唱子(しょうこ)さん、いや三井さん!?」

「ふざけんじゃないわ、守るべき子供をあんなに酷使した挙句に、今度は滝さんところの子まで!

 あんた達の戦争ごっこの道具に、子供を使うんじゃないわよ!」

 

 三井唱子の叫びに、男達の背後で花村咲夜一尉が馬鹿にしたように鼻を鳴らす。

 

「子供って年じゃないでしょ? 大体あそこの餓鬼どもと黄瀬涼太は人間もどきだし、そこの高尾和成は元々『財団X』の研究物だったんだし、それらしく扱う事の何がいけないの?

 『大事の前の小事』って知ってる? 日本国民一億人の為に、高々二〇人足らずの人間もどきを酷使したからってどうだって言うの?」

「子供を酷使している時点で、あんた達が真っ当じゃないのは丸解りだわ!」

 

 声高にそう叫ぶと、三井唱子は和成と緑間を背に庇う。

 そんな彼女を、花村一尉は心底どうでもいいものを見る目で睨む。

 

「ああ、そう言えばあんた、『バダン協力者』の娘だっけ? あいつらに同調してる当たり、やっぱり蛙の子は蛙って事?」

「私の父は『BADAN』に誘拐されて、協力を強要された挙句に殺されたのよ! あんた達こそ、自分達に逆らえない子供に暴力振るっておいて、やってる事まるっきり『BADAN』じゃない!

 それに、それにあんた達が馬鹿にしてる滝和也って人はね! 誰よりも優しい、『正義の味方』なのよ! あんた達みたいに、平地に乱起こして世の平穏を乱そうって人間が、あの人を貶めるんじゃないわよ!」

 

 三井の言葉に、花村の念入りに手入れされた細い眉が吊り上がる。

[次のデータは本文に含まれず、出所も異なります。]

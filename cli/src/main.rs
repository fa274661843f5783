//! `otp` operator command line

use std::process::ExitCode;
use std::sync::Arc;

use anyhow::Context;
use clap::{Parser, Subcommand};
use tracing::{info, warn};

use otp_core::{NotifierConfig, OtpNotifier, OtpPruner, OtpService, OtpServiceConfig};
use otp_infra::{
    create_sms_service, init_tracing, load_config_from, DatabasePool, MySqlOtpRepository,
    SmtpMailService,
};
use otp_shared::AppConfig;

/// Longest accepted `--ttl`: one year
const MAX_TTL_MINUTES: i64 = 525_600;

#[derive(Debug, Parser)]
#[command(name = "otp", version, about = "Issue, verify and prune one-time passwords")]
struct Cli {
    /// Configuration file (defaults to ./otp.toml when present)
    #[arg(short, long, global = true)]
    config: Option<String>,

    #[command(subcommand)]
    command: Command,
}

#[derive(Debug, Subcommand)]
enum Command {
    /// Delete every expired code
    Prune {
        /// Keep running and prune on the configured interval
        #[arg(long)]
        watch: bool,
    },
    /// Generate a code for an identity
    Generate {
        identity: String,
        /// Validity in minutes (defaults to otp.expires_minutes)
        #[arg(long, value_parser = clap::value_parser!(i64).range(1..=MAX_TTL_MINUTES))]
        ttl: Option<i64>,
        /// Deliver the code by mail or SMS instead of printing it
        #[arg(long)]
        notify: bool,
    },
    /// Check and consume a code
    Verify { identity: String, code: String },
    /// Create the code table if it does not exist
    Migrate,
}

#[tokio::main]
async fn main() -> ExitCode {
    let cli = Cli::parse();

    match run(cli).await {
        Ok(code) => code,
        Err(e) => {
            eprintln!("error: {:#}", e);
            ExitCode::FAILURE
        }
    }
}

async fn run(cli: Cli) -> anyhow::Result<ExitCode> {
    let config = load_config_from(cli.config.as_deref()).context("failed to load configuration")?;
    init_tracing(&config.logging)?;

    let pool = DatabasePool::new(config.database.clone())
        .await
        .context("failed to connect to the database")?;
    let repository = Arc::new(MySqlOtpRepository::new(
        pool.get_pool().clone(),
        &config.otp.table,
    )?);

    let outcome = execute(cli.command, repository, &config).await;

    pool.close().await;
    outcome
}

async fn execute(
    command: Command,
    repository: Arc<MySqlOtpRepository>,
    config: &AppConfig,
) -> anyhow::Result<ExitCode> {
    match command {
        Command::Migrate => {
            repository.create_table().await?;
            println!("table `{}` is ready", repository.table());
            Ok(ExitCode::SUCCESS)
        }
        Command::Prune { watch: false } => {
            let pruner = OtpPruner::new(repository, config.prune.clone());
            let deleted = pruner.prune_expired().await?;
            println!("pruned {} expired code(s)", deleted);
            Ok(ExitCode::SUCCESS)
        }
        Command::Prune { watch: true } => watch_prune(repository, config).await,
        Command::Generate {
            identity,
            ttl,
            notify,
        } => generate(repository, config, &identity, ttl, notify).await,
        Command::Verify { identity, code } => {
            let service = build_service(repository, config, None)?;
            let key = storage_key(&service, &identity);
            if service.verify(&key, &code).await? {
                println!("valid");
                Ok(ExitCode::SUCCESS)
            } else {
                println!("invalid");
                Ok(ExitCode::from(1))
            }
        }
    }
}

async fn watch_prune(
    repository: Arc<MySqlOtpRepository>,
    config: &AppConfig,
) -> anyhow::Result<ExitCode> {
    let pruner = Arc::new(OtpPruner::new(repository, config.prune.clone()));
    let Some(handle) = pruner.start_background_task() else {
        anyhow::bail!("pruning is disabled (prune.enabled = false)");
    };

    tokio::signal::ctrl_c()
        .await
        .context("failed to listen for shutdown signal")?;
    info!("Shutting down pruner");
    handle.abort();
    Ok(ExitCode::SUCCESS)
}

async fn generate(
    repository: Arc<MySqlOtpRepository>,
    config: &AppConfig,
    identity: &str,
    ttl: Option<i64>,
    notify: bool,
) -> anyhow::Result<ExitCode> {
    let service = build_service(repository, config, ttl)?;
    service.check_email_provider(identity)?;

    if notify {
        let result = service.send_to_identity(identity).await?;
        for (channel, message_id) in &result.report.delivered {
            println!("sent via {} ({})", channel, message_id);
        }
        println!("expires at {}", result.issued.record.expires_at);
    } else {
        let key = storage_key(&service, identity);
        let issued = service.generator().generate(&key).await?;
        println!("{}", issued.code);
        println!("expires at {}", issued.record.expires_at);
    }

    Ok(ExitCode::SUCCESS)
}

fn build_service(
    repository: Arc<MySqlOtpRepository>,
    config: &AppConfig,
    ttl: Option<i64>,
) -> anyhow::Result<OtpService<MySqlOtpRepository>> {
    let mut service_config = OtpServiceConfig::from(&config.otp);
    if let Some(minutes) = ttl {
        service_config.expires_minutes = minutes;
    }

    let sms = create_sms_service(&config.sms)?;
    let mut notifier = OtpNotifier::new(NotifierConfig::try_from(&config.otp)?).with_sms(sms);
    if config.mail.enabled {
        notifier = notifier.with_mail(Arc::new(SmtpMailService::new(&config.mail)?));
    } else {
        warn!("Mail delivery is disabled (mail.enabled = false)");
    }

    Ok(OtpService::new(repository, service_config, notifier))
}

/// Email and phone identities are keyed in canonical form; anything else as given
fn storage_key(service: &OtpService<MySqlOtpRepository>, identity: &str) -> String {
    service
        .normalize_identity(identity)
        .unwrap_or_else(|_| identity.to_string())
}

また、『BADAN』と一緒と言われた自衛官達が戸惑う者といきり立つ者とに分かれる。

 その時だった。

 

「我々のしている事は、日本と言う国にとって有益ではないのか?」

 

 さらに後方からの声に、思わず和成と緑間は振り返る。

 三井女史は、目の前の連中から目を離す事無く、こう言い切った。

 

「この国の次世代である子供を虐待しているような組織が、この国に益を齎す訳ないでしょ?

 こいつらは、自分達がこの国で権力を握る為に、未確認生命体とか改造人間とかを排斥しようとしてるのよ。R-01の性能なら確かに未確認生命体を倒せるかもしれない。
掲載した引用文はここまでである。